▸ **GOAL OF THE EXERCISE**
Below are records; copy every line in them that holds the word "DocumentId".
+++ SUPPLIED MATERIAL +++
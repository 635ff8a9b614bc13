use zenmark_core::models::DocumentPatch;

use crate::commands::common::{open_session, read_piped_stdin, resolve_folder_target, CliContext};
use crate::error::CliError;

/// Create a document titled by `title_parts`; piped stdin becomes its content.
pub async fn run_add(
    title_parts: &[String],
    folder: Option<&str>,
    context: &CliContext,
) -> Result<(), CliError> {
    let session = open_session(context).await?;
    let target = resolve_folder_target(folder, &session).await?;
    let content = read_piped_stdin()?;

    let title = title_parts.join(" ");
    let mut document = session
        .documents()
        .create(session.user_id(), &title)
        .await?;

    if let Some(content) = content {
        if let Some(updated) = session
            .documents()
            .update(&document.id, DocumentPatch::default().content(content))
            .await?
        {
            document = updated;
        }
    }
    if target.is_some() {
        document = session.documents().move_to(&document.id, target).await?;
    }

    println!("{}", document.id);
    Ok(())
}
//! Document repository implementation

use libsql::{params, Connection, Row, Value};

use super::{nullable_text, optional_text, parse_id};
use crate::error::Result;
use crate::models::{Document, DocumentId, FolderId};

const DOCUMENT_COLUMNS: &str = "id, owner_id, title, content, created_at, updated_at, \
     current_version, tags, lifecycle, folder_id";

/// Trait for document storage operations (async)
#[allow(async_fn_in_trait)]
pub trait DocumentRepository {
    /// Get a document by ID, including soft-deleted ones
    async fn get(&self, id: &DocumentId) -> Result<Option<Document>>;

    /// Insert or replace the whole document record
    async fn put(&self, document: &Document) -> Result<()>;

    /// List an owner's active documents, most recently modified first
    async fn list_by_owner(&self, owner_id: &str) -> Result<Vec<Document>>;

    /// List an owner's active documents directly inside `folder` (`None` = root)
    async fn list_in_folder(
        &self,
        owner_id: &str,
        folder: Option<&FolderId>,
    ) -> Result<Vec<Document>>;

    /// IDs of an owner's active documents starting with `prefix`
    async fn list_ids_by_prefix(
        &self,
        owner_id: &str,
        prefix: &str,
        limit: usize,
    ) -> Result<Vec<String>>;
}

/// libSQL implementation of `DocumentRepository`
pub struct LibSqlDocumentRepository<'a> {
    conn: &'a Connection,
}

impl<'a> LibSqlDocumentRepository<'a> {
    /// Create a new repository with the given connection
    pub const fn new(conn: &'a Connection) -> Self {
        Self { conn }
    }

    /// Parse a document from a database row
    fn parse_document(row: &Row) -> Result<Document> {
        let id: String = row.get(0)?;
        let tags: String = row.get(7)?;
        let lifecycle: String = row.get(8)?;
        let folder_id = optional_text(row, 9)?
            .map(|raw| parse_id::<FolderId>(&raw, "folder"))
            .transpose()?;

        Ok(Document {
            id: parse_id(&id, "document")?,
            owner_id: row.get(1)?,
            title: row.get(2)?,
            content: row.get(3)?,
            created_at: row.get(4)?,
            updated_at: row.get(5)?,
            current_version: row.get(6)?,
            tags: serde_json::from_str(&tags)?,
            lifecycle: lifecycle.parse()?,
            folder_id,
        })
    }

    async fn collect(&self, mut rows: libsql::Rows) -> Result<Vec<Document>> {
        let mut documents = Vec::new();
        while let Some(row) = rows.next().await? {
            documents.push(Self::parse_document(&row)?);
        }
        Ok(documents)
    }
}

impl DocumentRepository for LibSqlDocumentRepository<'_> {
    async fn get(&self, id: &DocumentId) -> Result<Option<Document>> {
        let mut rows = self
            .conn
            .query(
                &format!("SELECT {DOCUMENT_COLUMNS} FROM documents WHERE id = ?"),
                [id.as_str()],
            )
            .await?;

        match rows.next().await? {
            Some(row) => Ok(Some(Self::parse_document(&row)?)),
            None => Ok(None),
        }
    }

    async fn put(&self, document: &Document) -> Result<()> {
        let tags = serde_json::to_string(&document.tags)?;
        self.conn
            .execute(
                "INSERT INTO documents (id, owner_id, title, content, created_at, updated_at,
                                        current_version, tags, lifecycle, folder_id)
                 VALUES (?, ?, ?, ?, ?, ?, ?, ?, ?, ?)
                 ON CONFLICT(id) DO UPDATE SET
                    owner_id = excluded.owner_id,
                    title = excluded.title,
                    content = excluded.content,
                    created_at = excluded.created_at,
                    updated_at = excluded.updated_at,
                    current_version = excluded.current_version,
                    tags = excluded.tags,
                    lifecycle = excluded.lifecycle,
                    folder_id = excluded.folder_id",
                params![
                    document.id.as_str(),
                    document.owner_id.as_str(),
                    document.title.as_str(),
                    document.content.as_str(),
                    document.created_at,
                    document.updated_at,
                    document.current_version,
                    tags,
                    document.lifecycle.as_str(),
                    nullable_text(document.folder_id.map(|id| id.as_str())),
                ],
            )
            .await?;
        Ok(())
    }

    async fn list_by_owner(&self, owner_id: &str) -> Result<Vec<Document>> {
        let rows = self
            .conn
            .query(
                &format!(
                    "SELECT {DOCUMENT_COLUMNS}
                     FROM documents
                     WHERE owner_id = ? AND lifecycle = 'active'
                     ORDER BY updated_at DESC"
                ),
                [owner_id],
            )
            .await?;
        self.collect(rows).await
    }

    async fn list_in_folder(
        &self,
        owner_id: &str,
        folder: Option<&FolderId>,
    ) -> Result<Vec<Document>> {
        let rows = match folder {
            Some(folder_id) => {
                self.conn
                    .query(
                        &format!(
                            "SELECT {DOCUMENT_COLUMNS}
                             FROM documents
                             WHERE owner_id = ? AND folder_id = ? AND lifecycle = 'active'
                             ORDER BY updated_at DESC"
                        ),
                        params![owner_id, folder_id.as_str()],
                    )
                    .await?
            }
            None => {
                self.conn
                    .query(
                        &format!(
                            "SELECT {DOCUMENT_COLUMNS}
                             FROM documents
                             WHERE owner_id = ? AND folder_id IS NULL AND lifecycle = 'active'
                             ORDER BY updated_at DESC"
                        ),
                        [owner_id],
                    )
                    .await?
            }
        };
        self.collect(rows).await
    }

    async fn list_ids_by_prefix(
        &self,
        owner_id: &str,
        prefix: &str,
        limit: usize,
    ) -> Result<Vec<String>> {
        let limit = i64::try_from(limit).unwrap_or(i64::MAX);
        let mut rows = self
            .conn
            .query(
                "SELECT id FROM documents
                 WHERE owner_id = ?1 AND lifecycle = 'active'
                   AND substr(id, 1, length(?2)) = ?2
                 ORDER BY id
                 LIMIT ?3",
                params![owner_id, prefix, Value::Integer(limit)],
            )
            .await?;

        let mut ids = Vec::new();
        while let Some(row) = rows.next().await? {
            ids.push(row.get::<String>(0)?);
        }
        Ok(ids)
    }
}

#[cfg(test)]
mod tests {
    use super::*;
    use crate::db::Database;
    use crate::models::{normalize_tags, Lifecycle};
    use pretty_assertions::assert_eq;

    async fn setup() -> Database {
        Database::open_in_memory().await.unwrap()
    }

    fn document_at(owner: &str, title: &str, updated_at: i64) -> Document {
        let mut doc = Document::new(owner, title);
        doc.updated_at = updated_at;
        doc
    }

    #[tokio::test(flavor = "multi_thread")]
    async fn test_put_and_get() {
        let db = setup().await;
        let repo = LibSqlDocumentRepository::new(db.connection());

        let mut doc = Document::new("user-1", "Ideas");
        doc.content = "# Ideas\n- one".to_string();
        doc.tags = normalize_tags(["rust", "notes"]).unwrap();
        repo.put(&doc).await.unwrap();

        let fetched = repo.get(&doc.id).await.unwrap().unwrap();
        assert_eq!(fetched, doc);
    }

    #[tokio::test(flavor = "multi_thread")]
    async fn test_put_replaces_whole_record() {
        let db = setup().await;
        let repo = LibSqlDocumentRepository::new(db.connection());

        let mut doc = Document::new("user-1", "Draft");
        repo.put(&doc).await.unwrap();

        doc.title = "Final".to_string();
        doc.content = "done".to_string();
        doc.current_version = 4;
        doc.lifecycle = Lifecycle::Deleted;
        repo.put(&doc).await.unwrap();

        let fetched = repo.get(&doc.id).await.unwrap().unwrap();
        assert_eq!(fetched, doc);
    }

    #[tokio::test(flavor = "multi_thread")]
    async fn test_list_by_owner_orders_and_filters() {
        let db = setup().await;
        let repo = LibSqlDocumentRepository::new(db.connection());

        let older = document_at("user-1", "Older", 100);
        let newer = document_at("user-1", "Newer", 200);
        let mut deleted = document_at("user-1", "Deleted", 300);
        deleted.lifecycle = Lifecycle::Deleted;
        let foreign = document_at("user-2", "Foreign", 400);
        for doc in [&older, &newer, &deleted, &foreign] {
            repo.put(doc).await.unwrap();
        }

        let titles = repo
            .list_by_owner("user-1")
            .await
            .unwrap()
            .into_iter()
            .map(|doc| doc.title)
            .collect::<Vec<_>>();
        assert_eq!(titles, vec!["Newer", "Older"]);
    }

    #[tokio::test(flavor = "multi_thread")]
    async fn test_list_in_folder_separates_root() {
        let db = setup().await;
        let repo = LibSqlDocumentRepository::new(db.connection());

        let folder_id = FolderId::new();
        let root_doc = Document::new("user-1", "Root");
        let mut nested = Document::new("user-1", "Nested");
        nested.folder_id = Some(folder_id);
        repo.put(&root_doc).await.unwrap();
        repo.put(&nested).await.unwrap();

        let in_root = repo.list_in_folder("user-1", None).await.unwrap();
        assert_eq!(in_root.len(), 1);
        assert_eq!(in_root[0].id, root_doc.id);

        let in_folder = repo
            .list_in_folder("user-1", Some(&folder_id))
            .await
            .unwrap();
        assert_eq!(in_folder.len(), 1);
        assert_eq!(in_folder[0].id, nested.id);
    }

    #[tokio::test(flavor = "multi_thread")]
    async fn test_list_ids_by_prefix() {
        let db = setup().await;
        let repo = LibSqlDocumentRepository::new(db.connection());

        let mut a = Document::new("user-1", "A");
        a.id = "11111111-1111-7111-8111-111111111111".parse().unwrap();
        let mut b = Document::new("user-1", "B");
        b.id = "11111111-1111-7111-8111-222222222222".parse().unwrap();
        repo.put(&a).await.unwrap();
        repo.put(&b).await.unwrap();

        let both = repo
            .list_ids_by_prefix("user-1", "11111111", 10)
            .await
            .unwrap();
        assert_eq!(both.len(), 2);

        let one = repo
            .list_ids_by_prefix("user-1", "11111111-1111-7111-8111-2", 10)
            .await
            .unwrap();
        assert_eq!(one, vec![b.id.to_string()]);

        for pattern in ["%", "_", "1111111_"] {
            let none = repo.list_ids_by_prefix("user-1", pattern, 10).await.unwrap();
            assert!(none.is_empty(), "{pattern} matched {none:?}");
        }
    }
}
+++
▸ **FINAL ANSWER**
use crate::models::{Document, DocumentId, FolderId};
    async fn get(&self, id: &DocumentId) -> Result<Option<Document>>;
    async fn get(&self, id: &DocumentId) -> Result<Option<Document>> {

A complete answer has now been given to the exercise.